Cord diameter: 3.10mm

Cord pitch: 10.3mm

Cord Design: 7x7

Number of cords @ 1400mm: 134

Impact Rating: 2443 n-Meter

There are some great advantages to this design. One of the main advantages is the reduction in the venerable rip-prone rubber spacing between cords.

Another advantage is in the unique splice method specially designed for this belt construction that results in a strong, long lasting splice. Our splicing method is a long finger splice method where many cords are grouped into fingers instead of working with individual cords.

Picture:

http://www.afmindustries.com/product...spliceJPG.jpg

Also the ability to wrap smaller pullies is attractive to many system designers and those wishing to convert systems designed for fabric belting to steel. In this example minimum pulley diameters would be: Head 630mm, Tail 500mm, Snub 400mm

For increased troughing angles, Sempertrans manufacture another unique steel cable belt called Autostable. This belt is installed in many applications troughing over 45-degrees including 65-degrees and 135-degrees (enclosed triangle). But that is a different story altogether.

There are many other benefits of the Sempertrans S.F.B.T. designs to consider. I would be happy to answer any questions you might have.

Best regards,

Andrew Butterworth

AFM Industries ■

Kayem:

No Simple Answer - You Need to Know a Fair Bit More About the Problem

Selection of cord configuration has many attributes that alter ones best fit.

Our BELTSTAT code (www.conveyor-dynamics.com) has an algorithm that does a pretty good job at picking the cord configuration, splice pattern, length effect, etc.

There are a number of rules one must understand to optimize the splice strength per cord selection. One significant rule is where do you want the splice to fail - in the rubber or in the cord. Sounds strange? Consider that the splice can be made long enough to reduce the shear stress in rubber to cause the cord to fail first. Normally, we want the rubber to fail first to tell the tail of damage. If the cord fails first, then you have likely failed all splices but are not aware of it. Cords fail catastrophic. Rubber fails with physical evidence before parting.

Test you knowledge:

1. Is a odd number of cords in the splice equal in strength to an even number for the same ST rating? Answer. No. Why? Study the pattern of load behavior between cords and rubber t will become obvious. Read my papers. references found on our website.

2. Do all ST ratings produce the same splice strength? No. Get reference to papers on our website or download from CKIT www.ckit.co.za

3) With same cord diameter, do all splice patterns produce the same dynamic efficiency? No. a) Mfgrs' rubber fatigues differ.

b) read my papers

More on same:

1. Cord constructions differ as does the strength per diameter

2. Impregnation of cord changes the strength - here be careful mfgrs of steel cords also fiffer in technique and results

3. Splice configuration for various ST values - no good agreement

4. We designed and installed ST-5100 n/mm 2 step splice. No one had made such a recommendation till this was tested to +60% dynamics efficiency. Standards tell you 4 steps. Diifferent cords and different pitch and different strength/cord and different step efficiency Two steps are better than 4.
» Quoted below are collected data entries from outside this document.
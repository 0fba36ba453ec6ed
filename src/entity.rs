// SPDX-FileCopyrightText: 2025-2026 RAprogramm <andrey.rozanov.vl@gmail.com>
// SPDX-License-Identifier: MIT

//! Generation pipeline.
//!
//! Everything one invocation does, leaves first:
//!
//! ```text
//! GenerationRequest
//!   │ naming::apply_defaults      table default, required fields
//!   │ fs::read_to_string          source read once
//!   │ parse::extract_fields       tagged fields in declaration order
//!   │ naming::resolve             table, local variable, display name
//!   │ sql::Statements::build      insert / update / column list
//!   │ RenderContext::assemble     exclusions, single-name, auto-id
//!   ▼
//! render::write_all ──► stem_generated.rs + stem_generated_test.rs
//! ```
//!
//! Nothing survives an invocation; running it twice on the same input
//! produces the same files.

pub mod context;
pub mod naming;
pub mod parse;
pub mod render;
pub mod request;
pub mod sql;
pub mod units;

use std::fs;

use tracing::{debug, info};

use self::{
    context::RenderContext,
    render::GeneratedFiles,
    request::GenerationRequest,
    sql::Statements
};
use crate::{
    error::{Error, Result},
    utils::paths
};

/// Run the whole pipeline for one type.
///
/// # Errors
///
/// The first failure of any stage before rendering, or
/// [`Error::Targets`] when one or both outputs could not be produced.
pub fn generate(mut request: GenerationRequest) -> Result<GeneratedFiles> {
    naming::apply_defaults(&mut request)?;
    let ctx = prepare(&request)?;
    let files = render::write_all(&ctx, &request.source_path)?;
    info!(model = %ctx.model_name, table = %ctx.table_name, "generation finished");
    Ok(files)
}

/// Everything up to rendering: read, extract, resolve and assemble.
///
/// Expects a request that already went through
/// [`naming::apply_defaults`].
///
/// # Errors
///
/// [`Error::Io`] when the source cannot be read, any extraction error, or
/// [`Error::Validation`] when no local variable can be derived.
pub fn prepare(request: &GenerationRequest) -> Result<RenderContext> {
    let path = &request.source_path;
    let source = fs::read_to_string(path).map_err(|err| Error::io("read", path, err))?;
    debug!(path = %path.display(), bytes = source.len(), "read source");

    let fields = parse::extract_fields(&source, path, &request.type_name)?;
    let names = naming::resolve(request)?;
    let statements = Statements::build(&names.table, &fields);
    debug!(insert = %statements.insert, update = %statements.update, "built statements");

    Ok(RenderContext::assemble(
        request,
        names,
        statements,
        paths::generated_module(path)
    ))
}
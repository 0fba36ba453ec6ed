// SPDX-FileCopyrightText: 2025-2026 RAprogramm <andrey.rozanov.vl@gmail.com>
// SPDX-License-Identifier: MIT

//! Error types for the generation pipeline.
//!
//! Every stage returns [`Error`] and propagates it with `?`. The only failure
//! that is not immediate is the dual render: both targets are attempted and
//! their failures are collected into [`Error::Targets`].
//!
//! | Variant | Raised by |
//! |---------|-----------|
//! | `MissingField`, `Validation` | request defaults |
//! | `Parse`, `NotFound`, `TypeMismatch` | field extraction |
//! | `Io` | source read, output write |
//! | `Template` | rendering a single target |
//! | `Targets` | dual renderer |

use std::{fmt, io, path::PathBuf};

use crate::entity::render::Target;

/// Result alias used across the crate.
pub type Result<T> = std::result::Result<T, Error>;

/// Generation failure.
#[derive(Debug, thiserror::Error)]
pub enum Error {
    /// A required request field was empty after defaulting.
    #[error("{0} missing")]
    MissingField(RequiredField),

    /// A request value could not be turned into something usable.
    #[error("invalid request: {0}")]
    Validation(String),

    /// The source file is not syntactically valid Rust.
    #[error("could not parse {path}: {source}")]
    Parse {
        path:   PathBuf,
        #[source]
        source: syn::Error
    },

    /// No top-level item carries the requested name.
    #[error("could not find type {name} in {path}")]
    NotFound { name: String, path: PathBuf },

    /// The named item exists but is not a struct.
    #[error("{name} is not a struct (found {found})")]
    TypeMismatch { name: String, found: &'static str },

    /// Filesystem failure while reading the source or writing an output.
    #[error("{action} {path}: {source}")]
    Io {
        action: &'static str,
        path:   PathBuf,
        #[source]
        source: io::Error
    },

    /// A target could not be rendered from the context.
    #[error("{target} template: {message}")]
    Template { target: Target, message: String },

    /// One or both render targets failed.
    #[error("generation failed: {}", join_failures(.0))]
    Targets(Vec<TargetError>)
}

/// Request fields that have no default.
#[derive(Debug, Clone, Copy, PartialEq, Eq)]
pub enum RequiredField {
    /// Name of the type to generate for.
    TypeName,
    /// Path of the file declaring the type.
    SourcePath,
    /// Module path the type lives in.
    Package
}

impl fmt::Display for RequiredField {
    fn fmt(&self, f: &mut fmt::Formatter<'_>) -> fmt::Result {
        f.write_str(match self {
            Self::TypeName => "type name",
            Self::SourcePath => "source file (use -f to specify one)",
            Self::Package => "package (use -p to specify one)"
        })
    }
}

/// Failure of a single render target.
#[derive(Debug, thiserror::Error)]
#[error("{target}: {source}")]
pub struct TargetError {
    /// Which output failed.
    pub target: Target,
    /// What went wrong.
    #[source]
    pub source: Box<Error>
}

impl Error {
    /// Wrap an I/O failure with the action and path that caused it.
    pub(crate) fn io(action: &'static str, path: impl Into<PathBuf>, source: io::Error) -> Self {
        Self::Io {
            action,
            path: path.into(),
            source
        }
    }

    /// Build a template error for `target`.
    pub(crate) fn template(target: Target, message: impl fmt::Display) -> Self {
        Self::Template {
            target,
            message: message.to_string()
        }
    }
}

fn join_failures(failures: &[TargetError]) -> String {
    failures
        .iter()
        .map(ToString::to_string)
        .collect::<Vec<_>>()
        .join("; ")
}
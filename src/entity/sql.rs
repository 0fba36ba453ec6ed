// SPDX-FileCopyrightText: 2025-2026 RAprogramm <andrey.rozanov.vl@gmail.com>
// SPDX-License-Identifier: MIT

//! Statement building.
//!
//! Builds every SQL string the generated code embeds. Column order always
//! equals field declaration order so regenerated files diff cleanly.
//!
//! # Statements
//!
//! | Statement | Placeholders | Pattern |
//! |-----------|--------------|---------|
//! | insert | named | `INSERT INTO t (a, b) VALUES (:a, :b)` |
//! | update | named | `UPDATE t SET a=:a, b=:b WHERE id=:id` |
//! | select active | positional | `SELECT * FROM t WHERE id=$1 AND deleted_at IS NULL LIMIT 1` |
//! | select any | positional | `SELECT * FROM t WHERE id=$1 LIMIT 1` |
//! | delete | positional | `DELETE FROM t WHERE id=$1` |

use super::parse::FieldDescriptor;
use crate::utils::sql::{join_columns, named_placeholders, quoted_columns, set_clause};

/// Column every generated statement filters on.
pub const ID_COLUMN: &str = "id";

/// Statements for one table.
#[derive(Debug, Clone, PartialEq, Eq)]
pub struct Statements {
    /// Insert of every persisted column.
    pub insert:         String,
    /// Update of every persisted column, filtered by id.
    pub update:         String,
    /// `"a", "b"`: column list for the join helper.
    pub fields_literal: String
}

impl Statements {
    /// Build the statements for `table` from the extracted fields.
    ///
    /// An empty field list still produces well-formed, if useless, text.
    pub fn build(table: &str, fields: &[FieldDescriptor]) -> Self {
        Self {
            insert:         format!(
                "INSERT INTO {table} ({}) VALUES ({})",
                join_columns(fields),
                named_placeholders(fields)
            ),
            update:         format!(
                "UPDATE {table} SET {} WHERE {ID_COLUMN}=:{ID_COLUMN}",
                set_clause(fields)
            ),
            fields_literal: quoted_columns(fields)
        }
    }
}

/// Lookup by id, optionally skipping soft-deleted rows.
pub fn select_by_id(table: &str, active_only: bool) -> String {
    let deleted_filter = if active_only {
        " AND deleted_at IS NULL"
    } else {
        ""
    };
    format!("SELECT * FROM {table} WHERE {ID_COLUMN}=$1{deleted_filter} LIMIT 1")
}

/// Deletion by id.
pub fn delete_by_id(table: &str) -> String {
    format!("DELETE FROM {table} WHERE {ID_COLUMN}=$1")
}
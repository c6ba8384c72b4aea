//! Page-level spacing analysis.
//!
//! Overview
//! - Erases figures/spots/rules from the binary page ([`crate::cleanup`]).
//! - Extracts component centroids ([`crate::components`]).
//! - Links centroids with a k-NN graph reduced to a minimum spanning forest
//!   ([`crate::graph`]).
//! - Splits tree edges into horizontal and vertical text-flow links
//!   ([`crate::classify`]).
//! - Caps edge lengths and picks the dominant spacing peaks per axis
//!   ([`crate::spacing`]).
//!
//! Pages are independent: [`SpacingAnalyzer::analyze_batch`] fans pages out
//! over rayon without any shared mutable state.
//!
//! Modules
//! - [`params`] – configuration types used by the analyzer and the tools.
//! - `pipeline` – the [`SpacingAnalyzer`] implementation.

pub mod params;
mod pipeline;

pub use params::AnalyzerParams;
pub use pipeline::{SpacingAnalysis, SpacingAnalyzer};
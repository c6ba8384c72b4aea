use super::params::AnalyzerParams;
use crate::classify::{classify_edges_with, ClassifiedEdge, ClassifiedEdges};
use crate::cleanup::remove_components_multi_with;
use crate::components::{
    centroids_of, mean_component_extent, Component, ComponentExtractor, ContourExtractor,
};
use crate::diagnostics::{
    CleanupStage, ComponentStage, DirectionReport, GraphStage, InputDescriptor, PipelineWarning,
    SpacingReport, TimingBreakdown,
};
use crate::error::Result;
use crate::graph::{
    build_spatial_graph_with, KnnGraph, Kruskal, NeighborGraphBuilder, SpanningTreeBuilder,
};
use crate::image::BinaryImage;
use crate::spacing::{compute_spacings, extract_peaks, gap_estimates};
use crate::types::{Axis, Point, SpacingResult};
use log::{debug, warn};
use rayon::prelude::*;
use std::time::Instant;

/// Everything computed for one page; the report plus the intermediate data a
/// caller may want to inspect or render.
#[derive(Clone, Debug)]
pub struct SpacingAnalysis {
    pub report: SpacingReport,
    pub cleaned: BinaryImage,
    pub components: Vec<Component>,
    pub points: Vec<Point>,
    pub edges: ClassifiedEdges,
}

/// Runs cleanup → centroids → spatial graph → classification → spacing peaks.
pub struct SpacingAnalyzer {
    params: AnalyzerParams,
    extractor: Box<dyn ComponentExtractor>,
    neighbors: Box<dyn NeighborGraphBuilder>,
    forest: Box<dyn SpanningTreeBuilder>,
}

impl SpacingAnalyzer {
    pub fn new(params: AnalyzerParams) -> Self {
        Self::with_backends(
            params,
            Box::new(ContourExtractor),
            Box::new(KnnGraph),
            Box::new(Kruskal),
        )
    }

    pub fn with_backends(
        params: AnalyzerParams,
        extractor: Box<dyn ComponentExtractor>,
        neighbors: Box<dyn NeighborGraphBuilder>,
        forest: Box<dyn SpanningTreeBuilder>,
    ) -> Self {
        Self {
            params,
            extractor,
            neighbors,
            forest,
        }
    }

    pub fn params(&self) -> &AnalyzerParams {
        &self.params
    }

    pub fn analyze(&self, image: &BinaryImage) -> Result<SpacingReport> {
        Ok(self.analyze_detailed(image)?.report)
    }

    /// Analyzes pages independently on the rayon pool; results keep the
    /// order of `pages`.
    pub fn analyze_batch(&self, pages: &[BinaryImage]) -> Vec<Result<SpacingReport>> {
        pages.par_iter().map(|page| self.analyze(page)).collect()
    }

    pub fn analyze_detailed(&self, image: &BinaryImage) -> Result<SpacingAnalysis> {
        self.params.validate()?;
        let params = &self.params;
        let total_start = Instant::now();
        let mut timing = TimingBreakdown::default();

        let input = InputDescriptor {
            width: image.width(),
            height: image.height(),
            ink_pixels: image.ink_count(),
        };

        let stage_start = Instant::now();
        let (cleaned, cleanup_stats) = remove_components_multi_with(
            self.extractor.as_ref(),
            image,
            &params.removal_modes,
            &params.removal,
        );
        timing.push("cleanup", elapsed_ms(stage_start));

        let stage_start = Instant::now();
        let components = self.extractor.extract(&cleaned);
        let points = centroids_of(&components);
        timing.push("centroids", elapsed_ms(stage_start));

        let mut warnings = Vec::new();
        if points.len() < 2 {
            warn!(
                "spacing analysis: only {} usable component(s); no spacing estimate",
                points.len()
            );
            warnings.push(PipelineWarning::DegenerateInput {
                centroids: points.len(),
            });
        }

        let stage_start = Instant::now();
        let graph = build_spatial_graph_with(
            &points,
            params.k_neighbors,
            self.neighbors.as_ref(),
            self.forest.as_ref(),
        )?;
        timing.push("graph", elapsed_ms(stage_start));

        let stage_start = Instant::now();
        let edges = classify_edges_with(&graph.tree, &points, &params.angles)?;
        timing.push("classify", elapsed_ms(stage_start));

        let stage_start = Instant::now();
        let mean_width = mean_component_extent(&components, Axis::Horizontal);
        let mean_height = mean_component_extent(&components, Axis::Vertical);
        let horizontal =
            self.direction_report(Axis::Horizontal, &edges.horizontal, &points, mean_width)?;
        let vertical =
            self.direction_report(Axis::Vertical, &edges.vertical, &points, mean_height)?;
        timing.push("spacing", elapsed_ms(stage_start));

        timing.total_ms = elapsed_ms(total_start);
        debug!(
            "spacing analysis: horizontal={:?} vertical={:?} in {:.3} ms",
            horizontal.dominant_spacings, vertical.dominant_spacings, timing.total_ms
        );

        let report = SpacingReport {
            result: SpacingResult {
                horizontal: horizontal.dominant_spacings.clone(),
                vertical: vertical.dominant_spacings.clone(),
                centroid_count: points.len(),
                latency_ms: timing.total_ms,
            },
            input,
            cleanup: CleanupStage {
                modes: params.removal_modes.clone(),
                examined: cleanup_stats.examined,
                removed: cleanup_stats.removed,
            },
            components: ComponentStage {
                components: components.len(),
                centroids: points.len(),
                degenerate: components.len() - points.len(),
                mean_width,
                mean_height,
            },
            graph: GraphStage {
                nodes: graph.node_count,
                k_effective: graph.k_effective,
                candidate_edges: graph.candidate_edges,
                tree_edges: graph.tree.len(),
                components: graph.components,
            },
            horizontal,
            vertical,
            unclassified_edges: edges.unclassified.len(),
            warnings,
            timing,
        };

        Ok(SpacingAnalysis {
            report,
            cleaned,
            components,
            points,
            edges,
        })
    }

    fn direction_report(
        &self,
        axis: Axis,
        edges: &[ClassifiedEdge],
        points: &[Point],
        mean_extent: Option<f32>,
    ) -> Result<DirectionReport> {
        let spacings = compute_spacings(edges, points, self.params.max_distance)?;
        let peaks = extract_peaks(&spacings, &self.params.peaks);
        let gaps = mean_extent
            .map(|m| gap_estimates(&peaks.dominant, m))
            .unwrap_or_default();
        Ok(DirectionReport {
            axis,
            edge_count: edges.len(),
            spacings_kept: spacings.len(),
            spacings_rejected: edges.len() - spacings.len(),
            histogram_by_count: peaks.histogram_by_count,
            peaks: peaks.peaks,
            dominant_spacings: peaks.dominant,
            mean_extent,
            gap_estimates: gaps,
        })
    }
}

fn elapsed_ms(start: Instant) -> f64 {
    start.elapsed().as_secs_f64() * 1000.0
}

#[cfg(test)]
mod tests {
    use super::*;
    use crate::components::BoundingBox;
    use crate::graph::BruteForceKnn;

    /// Returns a fixed 4x3 lattice of square components plus one component
    /// without a contour, whatever the page holds.
    struct LatticeExtractor;

    impl ComponentExtractor for LatticeExtractor {
        fn extract(&self, _image: &BinaryImage) -> Vec<Component> {
            let mut out = Vec::new();
            for row in 0..3u32 {
                for col in 0..4u32 {
                    let (x, y) = (10 + col * 30, 10 + row * 50);
                    let (fx, fy) = (x as f32, y as f32);
                    let contour = vec![
                        Point::new(fx, fy),
                        Point::new(fx + 11.0, fy),
                        Point::new(fx + 11.0, fy + 11.0),
                        Point::new(fx, fy + 11.0),
                    ];
                    out.push(Component::new(BoundingBox::new(x, y, 12, 12), contour));
                }
            }
            out.push(Component::new(BoundingBox::new(200, 200, 12, 12), Vec::new()));
            out
        }
    }

    fn lattice_analyzer() -> SpacingAnalyzer {
        SpacingAnalyzer::with_backends(
            AnalyzerParams::default(),
            Box::new(LatticeExtractor),
            Box::new(BruteForceKnn),
            Box::new(Kruskal),
        )
    }

    #[test]
    fn injected_extractor_drives_the_pipeline() {
        let page = BinaryImage::blank(240, 240).unwrap();
        let analysis = lattice_analyzer().analyze_detailed(&page).unwrap();
        let report = &analysis.report;

        assert_eq!(report.components.components, 13);
        assert_eq!(report.components.degenerate, 1);
        assert_eq!(analysis.points.len(), 12);
        assert_eq!(report.graph.tree_edges, 11);
        assert_eq!(report.horizontal.edge_count, 9);
        assert_eq!(report.vertical.edge_count, 2);
        assert_eq!(report.result.horizontal, vec![30]);
        assert_eq!(report.result.vertical, vec![50]);
        assert_eq!(report.horizontal.gap_estimates, vec![18.0]);
    }

    #[test]
    fn stage_timings_are_recorded() {
        let page = BinaryImage::blank(240, 240).unwrap();
        let report = lattice_analyzer().analyze(&page).unwrap();
        for label in ["cleanup", "centroids", "graph", "classify", "spacing"] {
            assert!(report.timing.stage_ms(label).is_some(), "missing {label}");
        }
        assert!(report.timing.total_ms >= 0.0);
    }

    #[test]
    fn long_edges_are_rejected_per_axis() {
        let params = AnalyzerParams {
            max_distance: 40.0,
            ..Default::default()
        };
        let analyzer = SpacingAnalyzer::with_backends(
            params,
            Box::new(LatticeExtractor),
            Box::new(BruteForceKnn),
            Box::new(Kruskal),
        );
        let page = BinaryImage::blank(240, 240).unwrap();
        let report = analyzer.analyze(&page).unwrap();
        assert_eq!(report.vertical.spacings_rejected, 2);
        assert!(report.result.vertical.is_empty());
        assert_eq!(report.result.horizontal, vec![30]);
    }
}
5. Rubber dynamic strength alters splice pattern and cord selection

6. Mfgrs prefer to hold limited number of cord diameters and the selection differs between mfgrs.

7. Din standards differ betweenunder ground and above ground for the same strength

8. The mfg wants to produce least cost belt. This means for the same ST to use least $$ ingredients. This will cause problems in splice construction and splice dynamic efficiency as per your comment on number of cords. Although your selection of cord diameters and numbers do not give the same strength.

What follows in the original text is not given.